Quelque message se profilerait-il en arrière-plan ? Si tel est le cas, l’auteur est trop respectueux de la liberté du lecteur pour tirer lui-même, à la manière du fabuliste, la “ leçon de l’histoire ” (je n’ose dire la “ morale ”, ce mot devenu un allergène à notre temps).
Risquons pour notre part ce qui suit :
Être soi-même, le redevenir, il n’est jamais trop tard.
Se désencombrer des images en creux d’un passé que l’on ne peut changer, d’épreuves affectives ayant éventuellement assombri nos jeunes années et surtout ne pas se laisser déconstruire et détourner des dons reçus, de sa “ petite étoile ”. Si tels sont les messages adressés, reconnaissons qu’ils ont valeur pour notre temps si porté à dissocier liberté et responsabilité.

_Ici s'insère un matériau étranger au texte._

use lootbox_notifications::Notification;
use lootbox_storage::{Storage, StorageError};
use thiserror::Error;
use tracing::{debug, warn};

use crate::item::{CartItem, Product};
use crate::price::PriceError;


/// Storage key holding the serialized cart.
pub const CART_STORAGE_KEY: &str = "lootbox_cart";

#[derive(Debug, Error)]
pub enum CartError {
	#[error("failed to persist cart: {0}")]
	Storage(#[from] StorageError),
	#[error("failed to serialize cart: {0}")]
	Encode(#[from] serde_json::Error),
}

/// Ordered cart lines with write-through persistence.
///
/// Every mutating operation rewrites the whole item list under the storage key
/// before returning. Operations naming an absent item are silent no-ops.
#[derive(Debug)]
pub struct Cart<S> {
	items: Vec<CartItem>,
	storage: S,
	key: String,
}

impl<S: Storage> Cart<S> {
	/// Rehydrates the cart from [`CART_STORAGE_KEY`].
	pub fn load(storage: S) -> Self {
		Self::load_with_key(storage, CART_STORAGE_KEY)
	}

	/// Rehydrates the cart from `key`, starting empty if the value is absent or unparseable.
	pub fn load_with_key(storage: S, key: impl Into<String>) -> Self {
		let key = key.into();
		let items = match storage.get(&key) {
			None => Vec::new(),
			Some(raw) => match serde_json::from_str::<Option<Vec<CartItem>>>(&raw) {
				Ok(items) => items.unwrap_or_default(),
				Err(err) => {
					warn!(key = %key, error = %err, "discarding unparseable cart data");
					Vec::new()
				}
			},
		};
		debug!(key = %key, lines = items.len(), "cart.load");
		Self { items, storage, key }
	}

	pub fn items(&self) -> &[CartItem] {
		&self.items
	}

	pub fn get(&self, name: &str) -> Option<&CartItem> {
		self.items.iter().find(|item| item.name == name)
	}

	pub fn is_empty(&self) -> bool {
		self.items.is_empty()
	}

	pub fn storage(&self) -> &S {
		&self.storage
	}

	pub fn into_storage(self) -> S {
		self.storage
	}

	/// Adds one unit of `product`, merging with an existing line of the same name.
	///
	/// Returns the success notification announcing the addition.
	pub fn add_item(&mut self, product: Product) -> Result<Notification, CartError> {
		let message = format!("{} added to cart!", product.name);
		match self.items.iter_mut().find(|item| item.name == product.name) {
			Some(existing) => {
				existing.quantity = existing.quantity.saturating_add(1);
				debug!(name = %existing.name, quantity = existing.quantity, "cart.increment");
			}
			None => {
				debug!(name = %product.name, "cart.append");
				self.items.push(CartItem::from_product(product));
			}
		}
		self.save()?;
		Ok(Notification::success(message))
	}

	/// Drops every line named `name`.
	pub fn remove_item(&mut self, name: &str) -> Result<(), CartError> {
		let before = self.items.len();
		self.items.retain(|item| item.name != name);
		debug!(name, removed = before - self.items.len(), "cart.remove");
		self.save()
	}

	/// Sets the quantity of `name`, clamped to at least one.
	pub fn update_quantity(&mut self, name: &str, quantity: i64) -> Result<(), CartError> {
		let Some(item) = self.items.iter_mut().find(|item| item.name == name) else {
			return Ok(());
		};
		item.quantity = quantity.clamp(1, i64::from(u32::MAX)) as u32;
		debug!(name, quantity = item.quantity, "cart.update_quantity");
		self.save()
	}

	/// Sum of price times quantity.
	///
	/// A malformed price makes the whole total `NaN`; see [`checked_total`](Self::checked_total).
	pub fn total(&self) -> f64 {
		self.items.iter().fold(0.0, |acc, item| acc + item.line_total())
	}

	/// Like [`total`](Self::total) but reports the first line whose price is not a number.
	pub fn checked_total(&self) -> Result<f64, PriceError> {
		self.items.iter().try_fold(0.0, |acc, item| {
			let unit = item.unit_price();
			if unit.is_nan() {
				return Err(PriceError {
					name: item.name.clone(),
					price: item.price.clone(),
				});
			}
			Ok(acc + unit * f64::from(item.quantity))
		})
	}

	/// Sum of quantities across all lines.
	pub fn item_count(&self) -> u64 {
		self.items.iter().map(|item| u64::from(item.quantity)).sum()
	}

	pub fn clear(&mut self) -> Result<(), CartError> {
		self.items.clear();
		debug!("cart.clear");
		self.save()
	}

	fn save(&mut self) -> Result<(), CartError> {
		let json = serde_json::to_string(&self.items)?;
		self.storage.set(&self.key, &json)?;
		Ok(())
	}
}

Un dernier trait de Francis Berthelot : sa participation active à un groupe littéraire “ La nouvelle fiction ” où se côtoient des auteurs comme Frederick Tristan, Georges Chateaureynaud, Marc Petit, Hubert Haddat… Tous militent pour la renaissance d’un genre littéraire trop marginalisé en France, à l’inverse d’un “ réalisme ” accru où l’art risque d’être perdant. Serait-ce que la réalité actuelle n’a plus guère besoin d’humour et de poésie pour lui prêter leurs ailes ? Laissons ici le lecteur en juger.
Souhaitons à notre camarade et à son groupe le succès de leur entreprise.